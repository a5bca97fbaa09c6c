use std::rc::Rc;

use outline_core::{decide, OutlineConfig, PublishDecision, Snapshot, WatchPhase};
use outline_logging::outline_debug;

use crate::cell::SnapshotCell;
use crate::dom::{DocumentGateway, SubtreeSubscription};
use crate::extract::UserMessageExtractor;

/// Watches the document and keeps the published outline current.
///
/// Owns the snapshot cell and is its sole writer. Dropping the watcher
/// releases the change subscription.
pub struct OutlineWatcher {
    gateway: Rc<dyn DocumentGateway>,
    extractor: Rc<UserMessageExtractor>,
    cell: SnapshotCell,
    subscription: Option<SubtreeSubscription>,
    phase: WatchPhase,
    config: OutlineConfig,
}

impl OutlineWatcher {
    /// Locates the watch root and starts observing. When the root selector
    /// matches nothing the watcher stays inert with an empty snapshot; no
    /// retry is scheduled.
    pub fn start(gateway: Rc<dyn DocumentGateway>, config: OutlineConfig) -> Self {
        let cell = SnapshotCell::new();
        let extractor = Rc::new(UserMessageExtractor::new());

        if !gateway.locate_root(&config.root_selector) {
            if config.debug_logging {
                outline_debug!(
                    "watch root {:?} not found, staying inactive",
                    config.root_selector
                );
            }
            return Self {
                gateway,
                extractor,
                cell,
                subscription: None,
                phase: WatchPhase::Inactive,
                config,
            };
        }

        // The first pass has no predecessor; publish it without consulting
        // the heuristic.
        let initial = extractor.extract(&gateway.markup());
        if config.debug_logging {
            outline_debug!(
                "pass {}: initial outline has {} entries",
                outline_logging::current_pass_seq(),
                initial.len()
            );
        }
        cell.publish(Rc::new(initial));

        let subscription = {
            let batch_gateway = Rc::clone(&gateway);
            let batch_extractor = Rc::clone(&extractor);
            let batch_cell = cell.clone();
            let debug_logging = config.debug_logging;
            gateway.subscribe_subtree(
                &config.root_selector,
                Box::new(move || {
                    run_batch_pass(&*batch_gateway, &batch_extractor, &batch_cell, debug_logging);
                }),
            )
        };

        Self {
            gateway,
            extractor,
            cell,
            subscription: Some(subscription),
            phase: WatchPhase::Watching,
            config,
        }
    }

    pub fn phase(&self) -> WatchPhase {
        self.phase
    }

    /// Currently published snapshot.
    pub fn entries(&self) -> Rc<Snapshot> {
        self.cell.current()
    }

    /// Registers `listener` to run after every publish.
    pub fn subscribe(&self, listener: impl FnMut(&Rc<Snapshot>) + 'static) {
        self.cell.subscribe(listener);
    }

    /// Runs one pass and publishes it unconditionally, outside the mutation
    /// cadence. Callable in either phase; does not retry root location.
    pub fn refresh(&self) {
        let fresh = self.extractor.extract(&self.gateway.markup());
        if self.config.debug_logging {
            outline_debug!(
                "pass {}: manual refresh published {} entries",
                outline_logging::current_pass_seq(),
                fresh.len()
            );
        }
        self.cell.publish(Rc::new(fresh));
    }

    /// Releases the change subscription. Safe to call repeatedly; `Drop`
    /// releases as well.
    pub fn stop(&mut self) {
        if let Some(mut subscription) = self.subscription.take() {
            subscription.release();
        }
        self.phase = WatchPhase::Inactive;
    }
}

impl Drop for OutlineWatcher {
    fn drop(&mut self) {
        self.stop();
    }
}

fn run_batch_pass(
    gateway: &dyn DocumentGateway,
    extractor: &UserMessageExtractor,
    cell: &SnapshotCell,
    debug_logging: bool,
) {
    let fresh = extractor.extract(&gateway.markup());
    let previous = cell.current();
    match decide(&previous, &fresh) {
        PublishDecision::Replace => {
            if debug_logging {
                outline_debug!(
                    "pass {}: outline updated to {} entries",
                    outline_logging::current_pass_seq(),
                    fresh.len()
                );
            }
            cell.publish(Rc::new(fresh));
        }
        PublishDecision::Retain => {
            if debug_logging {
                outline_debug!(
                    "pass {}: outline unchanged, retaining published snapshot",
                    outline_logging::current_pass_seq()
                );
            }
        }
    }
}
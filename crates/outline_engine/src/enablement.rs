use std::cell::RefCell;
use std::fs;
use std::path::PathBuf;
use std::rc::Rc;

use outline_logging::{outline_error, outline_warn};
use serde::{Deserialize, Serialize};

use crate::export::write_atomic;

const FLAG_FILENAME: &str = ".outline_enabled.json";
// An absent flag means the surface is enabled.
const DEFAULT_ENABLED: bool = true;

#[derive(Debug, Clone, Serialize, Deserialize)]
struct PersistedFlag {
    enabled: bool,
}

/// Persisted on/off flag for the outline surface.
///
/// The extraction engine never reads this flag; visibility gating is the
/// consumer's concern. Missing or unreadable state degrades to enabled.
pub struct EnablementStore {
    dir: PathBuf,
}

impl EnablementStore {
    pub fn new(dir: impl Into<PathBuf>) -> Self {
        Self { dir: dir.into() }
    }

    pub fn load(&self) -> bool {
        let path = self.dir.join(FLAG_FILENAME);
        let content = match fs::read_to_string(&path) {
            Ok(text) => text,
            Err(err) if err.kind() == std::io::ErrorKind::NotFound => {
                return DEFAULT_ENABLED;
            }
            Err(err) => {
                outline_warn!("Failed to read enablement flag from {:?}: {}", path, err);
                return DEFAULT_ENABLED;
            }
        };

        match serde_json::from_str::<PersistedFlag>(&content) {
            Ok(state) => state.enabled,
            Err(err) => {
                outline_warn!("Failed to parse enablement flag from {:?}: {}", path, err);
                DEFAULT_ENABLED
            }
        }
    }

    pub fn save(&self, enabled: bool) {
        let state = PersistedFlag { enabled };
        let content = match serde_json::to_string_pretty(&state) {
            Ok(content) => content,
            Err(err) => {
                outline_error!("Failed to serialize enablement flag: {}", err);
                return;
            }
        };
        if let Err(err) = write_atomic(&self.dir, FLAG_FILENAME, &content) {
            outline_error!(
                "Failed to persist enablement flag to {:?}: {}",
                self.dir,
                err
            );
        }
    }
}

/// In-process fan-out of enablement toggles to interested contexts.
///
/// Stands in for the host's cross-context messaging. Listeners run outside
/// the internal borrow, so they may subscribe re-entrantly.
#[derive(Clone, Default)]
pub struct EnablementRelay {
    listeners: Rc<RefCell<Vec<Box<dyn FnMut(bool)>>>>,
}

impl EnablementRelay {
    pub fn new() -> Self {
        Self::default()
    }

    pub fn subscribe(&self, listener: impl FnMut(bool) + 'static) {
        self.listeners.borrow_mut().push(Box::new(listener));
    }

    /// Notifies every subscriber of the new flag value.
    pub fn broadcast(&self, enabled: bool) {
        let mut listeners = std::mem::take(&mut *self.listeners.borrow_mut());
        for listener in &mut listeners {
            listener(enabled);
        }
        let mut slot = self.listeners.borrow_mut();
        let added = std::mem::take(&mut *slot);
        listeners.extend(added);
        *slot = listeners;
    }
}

————

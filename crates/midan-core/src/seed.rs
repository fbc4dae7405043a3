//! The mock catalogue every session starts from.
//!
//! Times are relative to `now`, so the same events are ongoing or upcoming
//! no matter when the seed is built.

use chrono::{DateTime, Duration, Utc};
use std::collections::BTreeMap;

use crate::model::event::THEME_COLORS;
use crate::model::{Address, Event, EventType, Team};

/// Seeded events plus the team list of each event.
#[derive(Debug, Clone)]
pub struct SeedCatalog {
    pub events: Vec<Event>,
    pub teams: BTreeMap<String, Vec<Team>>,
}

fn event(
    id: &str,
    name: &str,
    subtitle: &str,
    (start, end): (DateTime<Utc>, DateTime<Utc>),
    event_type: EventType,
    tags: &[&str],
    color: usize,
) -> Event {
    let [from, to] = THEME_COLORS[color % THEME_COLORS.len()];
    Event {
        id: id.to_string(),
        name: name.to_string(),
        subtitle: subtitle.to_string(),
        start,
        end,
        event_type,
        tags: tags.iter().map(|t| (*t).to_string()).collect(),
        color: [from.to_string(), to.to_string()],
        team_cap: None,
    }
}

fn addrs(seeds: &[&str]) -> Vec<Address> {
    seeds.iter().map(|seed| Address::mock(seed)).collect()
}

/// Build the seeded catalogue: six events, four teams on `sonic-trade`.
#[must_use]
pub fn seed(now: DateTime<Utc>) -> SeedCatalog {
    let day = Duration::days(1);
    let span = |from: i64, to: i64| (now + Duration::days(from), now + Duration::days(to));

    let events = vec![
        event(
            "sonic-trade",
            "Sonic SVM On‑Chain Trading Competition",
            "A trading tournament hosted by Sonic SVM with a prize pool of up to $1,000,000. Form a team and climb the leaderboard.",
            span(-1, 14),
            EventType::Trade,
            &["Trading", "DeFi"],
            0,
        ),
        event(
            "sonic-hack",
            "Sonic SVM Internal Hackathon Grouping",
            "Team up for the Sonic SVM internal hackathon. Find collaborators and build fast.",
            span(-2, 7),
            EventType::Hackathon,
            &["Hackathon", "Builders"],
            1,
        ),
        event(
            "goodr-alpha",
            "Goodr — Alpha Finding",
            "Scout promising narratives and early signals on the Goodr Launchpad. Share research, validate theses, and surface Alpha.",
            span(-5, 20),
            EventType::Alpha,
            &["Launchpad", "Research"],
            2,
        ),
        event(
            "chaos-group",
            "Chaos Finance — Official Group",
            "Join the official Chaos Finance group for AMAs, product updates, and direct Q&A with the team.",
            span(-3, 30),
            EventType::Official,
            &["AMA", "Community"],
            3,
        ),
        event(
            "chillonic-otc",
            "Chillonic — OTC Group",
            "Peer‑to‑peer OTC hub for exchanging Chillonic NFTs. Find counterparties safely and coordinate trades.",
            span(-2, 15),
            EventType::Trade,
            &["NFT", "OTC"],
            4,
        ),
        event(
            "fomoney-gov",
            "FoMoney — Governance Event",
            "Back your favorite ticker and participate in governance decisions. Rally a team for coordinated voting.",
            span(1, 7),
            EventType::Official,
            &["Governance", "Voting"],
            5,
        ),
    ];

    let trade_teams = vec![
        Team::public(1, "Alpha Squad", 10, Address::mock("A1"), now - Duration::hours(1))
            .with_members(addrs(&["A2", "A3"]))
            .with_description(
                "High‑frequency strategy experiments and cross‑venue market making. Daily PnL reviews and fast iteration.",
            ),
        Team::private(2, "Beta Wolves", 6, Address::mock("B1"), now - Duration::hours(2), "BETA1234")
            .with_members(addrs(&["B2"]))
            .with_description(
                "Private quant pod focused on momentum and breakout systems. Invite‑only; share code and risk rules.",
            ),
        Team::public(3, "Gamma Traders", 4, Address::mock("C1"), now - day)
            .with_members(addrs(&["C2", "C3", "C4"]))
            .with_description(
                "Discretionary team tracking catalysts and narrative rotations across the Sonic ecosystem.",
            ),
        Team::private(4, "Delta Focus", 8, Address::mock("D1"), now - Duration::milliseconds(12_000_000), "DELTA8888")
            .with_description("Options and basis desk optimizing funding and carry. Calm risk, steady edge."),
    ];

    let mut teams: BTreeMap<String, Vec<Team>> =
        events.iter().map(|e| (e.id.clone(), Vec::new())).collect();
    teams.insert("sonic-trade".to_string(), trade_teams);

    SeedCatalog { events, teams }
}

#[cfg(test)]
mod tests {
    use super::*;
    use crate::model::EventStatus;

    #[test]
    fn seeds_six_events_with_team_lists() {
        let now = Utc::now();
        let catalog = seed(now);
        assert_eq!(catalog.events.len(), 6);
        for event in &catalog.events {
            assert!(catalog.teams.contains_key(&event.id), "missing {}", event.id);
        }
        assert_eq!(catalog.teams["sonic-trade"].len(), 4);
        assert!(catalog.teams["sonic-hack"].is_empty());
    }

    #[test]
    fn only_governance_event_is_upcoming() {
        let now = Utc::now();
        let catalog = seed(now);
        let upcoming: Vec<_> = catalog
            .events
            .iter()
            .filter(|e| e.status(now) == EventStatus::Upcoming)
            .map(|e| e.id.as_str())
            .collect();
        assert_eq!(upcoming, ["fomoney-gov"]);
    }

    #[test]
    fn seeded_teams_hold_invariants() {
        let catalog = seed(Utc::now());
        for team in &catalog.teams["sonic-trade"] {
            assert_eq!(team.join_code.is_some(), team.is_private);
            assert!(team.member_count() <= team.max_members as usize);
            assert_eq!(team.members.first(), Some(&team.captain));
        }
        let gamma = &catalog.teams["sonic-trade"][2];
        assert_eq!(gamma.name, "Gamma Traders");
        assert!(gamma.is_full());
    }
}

————

Exercise.
Please give the number of lines above that contain "static", without any other words.

Result.
2